President Donald Trump’s latest financial disclosures reveal a striking contrast: while he and his two eldest sons were publicly urging investors to put their money into cryptocurrency projects, his own financial managers were quietly shifting a large portion of those earnings into more conservative investments.
According to filings submitted to the U.S. Office of Government Ethics, Trump took in more than $1.4 billion last year from his family’s crypto ventures, including World Liberty Financial and the Trump meme coin.
A Reuters review of his financial holdings over the past two years found that his stock and bond portfolios grew at least fourfold during the same period that crypto revenues were pouring in. By the end of 2025, Trump held between $703 million and $2.6 billion in traditional financial assets — a dramatic jump from the $225 million to $608 million he reported at the close of 2024. The filings use value ranges rather than exact numbers, so a precise breakdown of how the crypto earnings were redistributed could not be determined.

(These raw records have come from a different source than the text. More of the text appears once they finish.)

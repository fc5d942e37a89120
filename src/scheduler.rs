//! # Gentræningsopgaven — Natligt og Behovsdrevet Vedligehold
//!
//! Én langlivet tokio-opgave der holder klassifikatoren frisk:
//!
//! - **Interval**: fuld gentræning hvert døgn (konfigurerbart).
//! - **Bekræftelser**: når antallet af bekræftede afklaringer siden
//!   sidste kørsel når tærsklen, trækkes en ekstra kørsel i gang.
//!
//! Tælleren deles med orkestratoren som en `Arc<AtomicU32>` og nulstilles
//! efter hver vellykket kørsel. Selve træningen er CPU-tung og kører i
//! `spawn_blocking`; korpusset læses frisk fra disk, så opgaven aldrig
//! behøver orkestratorlåsen.
//!
//! ## Fejl
//!
//! En fejlet kørsel logges og meldes via SSE; den indlæste model bliver
//! stående, og opgaven prøver igen ved næste anledning.

use std::path::PathBuf;
use std::sync::atomic::{AtomicU32, Ordering};
use std::sync::Arc;
use std::time::Duration;

use anyhow::{Context as _, Result};
use tokio::sync::broadcast;

use crate::corpus::TrainingCorpus;
use crate::nlu::classifier::write_artifacts;
use crate::nlu::{trainer, IntentClassifier};
use crate::web::events::SystemEvent;

/// Hvor ofte tælleren over bekræftelser kontrolleres.
const COUNTER_POLL_INTERVAL: Duration = Duration::from_secs(60);

/// Parametre for gentræningsopgaven.
pub struct RetrainTask {
    /// Sti til korpusfilen; læses frisk ved hver kørsel.
    pub corpus_path: PathBuf,
    /// Mappe hvor artefakt-triplen skrives.
    pub model_dir: PathBuf,
    /// Klassifikatorsingletonen der genindlæses efter hver kørsel.
    pub classifier: Arc<IntentClassifier>,
    /// Tid mellem fulde gentræninger.
    pub interval: Duration,
    /// Bekræftelser der udløser en ekstra kørsel.
    pub confirmation_threshold: u32,
    /// Delt tæller, skrevet af orkestratoren.
    pub confirmed_count: Arc<AtomicU32>,
    /// SSE-kanal for trænings-hændelser.
    pub events_tx: Arc<broadcast::Sender<SystemEvent>>,
}

impl RetrainTask {
    /// Kører opgaven for evigt. Spawnes fra `main` efter første træning.
    pub async fn run(self) {
        let mut last_run = tokio::time::Instant::now();
        loop {
            tokio::time::sleep(COUNTER_POLL_INTERVAL).await;

            let confirmations = self.confirmed_count.load(Ordering::Relaxed);
            let trigger = if last_run.elapsed() >= self.interval {
                "interval"
            } else if confirmations >= self.confirmation_threshold {
                "confirmations"
            } else {
                continue;
            };

            tracing::info!(trigger, confirmations, "Gentræning udløst");
            let _ = self.events_tx.send(SystemEvent::TrainingStarted {
                trigger: trigger.to_string(),
            });

            match self.retrain().await {
                Ok((examples, labels)) => {
                    last_run = tokio::time::Instant::now();
                    self.confirmed_count.store(0, Ordering::Relaxed);
                    let _ = self
                        .events_tx
                        .send(SystemEvent::TrainingFinished { examples, labels });
                }
                Err(e) => {
                    tracing::error!(error = %e, "Gentræning fejlede, den gamle model svarer videre");
                    let _ = self.events_tx.send(SystemEvent::TrainingFailed {
                        message: e.to_string(),
                    });
                }
            }
        }
    }

    /// Én fuld kørsel: korpus fra disk, træn i blocking-tråd, skriv
    /// artefakter, genindlæs. Returnerer (eksempler, mærkater).
    async fn retrain(&self) -> Result<(usize, usize)> {
        self.classifier.begin_training();
        let result = self.retrain_inner().await;
        self.classifier.end_training();
        result
    }

    async fn retrain_inner(&self) -> Result<(usize, usize)> {
        let corpus = TrainingCorpus::load(&self.corpus_path);
        let (texts, labels) = corpus.load_all();
        let examples = texts.len();

        let artifacts = tokio::task::spawn_blocking(move || trainer::train(&texts, &labels))
            .await
            .context("Træningstråden crashede")??;
        let label_count = artifacts.labels.len();

        write_artifacts(&self.model_dir, &artifacts)?;
        self.classifier
            .reload()
            .context("Kunne ikke genindlæse de nye artefakter")?;

        tracing::info!(examples, labels = label_count, "Gentræning gennemført og indlæst");
        Ok((examples, label_count))
    }
}

#[cfg(test)]
mod tests {
    use super::*;

    fn task_fixture(threshold: u32) -> (RetrainTask, PathBuf) {
        let dir = std::env::temp_dir().join(format!("jarvis-sched-{}", uuid::Uuid::new_v4()));
        std::fs::create_dir_all(&dir).unwrap();
        let corpus_path = dir.join("intents.json");
        let mut corpus = TrainingCorpus::load(&corpus_path);
        for u in ["hej", "goddag", "hallo", "hej med dig"] {
            corpus.append("greeting", u).unwrap();
        }
        for u in ["farvel", "vi ses", "hej hej", "god aften"] {
            corpus.append("goodbye", u).unwrap();
        }
        let (tx, _) = broadcast::channel(16);
        let task = RetrainTask {
            corpus_path,
            model_dir: dir.join("models"),
            classifier: Arc::new(IntentClassifier::new(
                dir.join("models"),
                dir.join("lav_konfidens.ndjson"),
            )),
            interval: Duration::from_secs(24 * 3600),
            confirmation_threshold: threshold,
            confirmed_count: Arc::new(AtomicU32::new(0)),
            events_tx: Arc::new(tx),
        };
        (task, dir)
    }

    #[tokio::test]
    async fn retrain_writes_and_loads_artifacts() {
        let (task, dir) = task_fixture(10);
        let (examples, labels) = task.retrain().await.unwrap();
        assert_eq!(examples, 8);
        assert_eq!(labels, 2);
        assert!(dir.join("models").join("intent_model.json").exists());
        assert!(task.classifier.is_loaded());
    }

    #[tokio::test]
    async fn retrain_failure_leaves_classifier_untouched() {
        let (mut task, _dir) = task_fixture(10);
        // Indlæs en fungerende model først.
        task.retrain().await.unwrap();
        // Peg derefter korpusset på en tom fil — træning fejler.
        task.corpus_path = std::env::temp_dir().join(format!("tom-{}.json", uuid::Uuid::new_v4()));
        assert!(task.retrain().await.is_err());
        // Den gamle model er stadig indlæst og svarer.
        assert!(task.classifier.is_loaded());
        assert!(task.classifier.predict("hej", 0.55).is_some());
    }

    #[tokio::test]
    async fn training_events_are_emitted() {
        let (task, _dir) = task_fixture(10);
        let mut rx = task.events_tx.subscribe();
        let _ = task.events_tx.send(SystemEvent::TrainingStarted {
            trigger: "interval".to_string(),
        });
        task.retrain().await.unwrap();
        let first = rx.recv().await.unwrap();
        assert!(matches!(first, SystemEvent::TrainingStarted { .. }));
    }
}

Nine digital asset experts who reviewed the Reuters analysis concluded that Trump’s personal financial behavior suggests he does not view cryptocurrency as a reliable long-term place to store his wealth. Notably, he did not report purchasing shares in two publicly traded crypto companies backed by his sons Eric Trump and Donald Trump Jr.
Timothy Massad, director of the Digital Assets Policy Project at the John F. Kennedy School of Government at Harvard University — and a former chairman of the Commodity Futures Trading Commission under President Barack Obama — offered a pointed assessment. “Although the President talks about digital assets as the frontier of finance and making the United States the crypto capital of the world, the disclosure form suggests his personal strategy is to make a quick buck from crypto — through the sale of his meme coin and World Liberty tokens — but then invest his profits in traditional assets like stocks and bonds,” Massad said.
A Reuters report published last month found that retail investors who put money into the four main Trump-endorsed crypto projects had collectively lost $2.3 billion as of April.
Trump’s filings do show he still holds a substantial amount of digital tokens. As of the end of last year, he held 15.75 billion World Liberty crypto governance tokens valued at more than $50 million — tokens he received in exchange for his role in the company. As a co-founder, he faces a longer waiting period before he can sell those holdings compared to the general public.
The companies managing Trump’s stakes in World Liberty Financial and the Trump meme coin project held at least $160 million in bitcoin and ether — the two most widely used cryptocurrencies — along with up to $6 million in other tokens at the end of 2025. That represents a significant increase from the $1 million to $5 million in ether he reported holding at the end of 2024.
A spokesperson for the family business said in a statement that the president’s financial disclosure “demonstrates that The Trump Organization continues to maintain a strong financial position, supported by world class, valuable assets, substantial liquidity and a conservative balance sheet.” The spokesperson did not address why crypto proceeds were being moved into traditional financial instruments.
The White House told Reuters that the president’s assets are held in “fully discretionary accounts managed by independent third-party financial institutions.”
A World Liberty spokesman, David Wachsman, stated: “World Liberty has been built for the long-term and we strongly believe the future of financial services will be architected with digital asset technology.”
Trump’s children oversee the trust that holds the president’s assets and have been among the loudest champions of his crypto projects. Since November 2024, Eric Trump — who heads the Trump Organization — has repeatedly told media outlets and conference audiences that bitcoin is “the greatest asset” of the modern era and predicted it would eventually reach $1 million in value, compared to roughly $64,000 at current prices. Eric Trump also said last year that his father “believed in digital assets in a big way.”
Neither Eric Trump nor Donald Trump Jr. responded to requests for comment regarding the president’s investment decisions.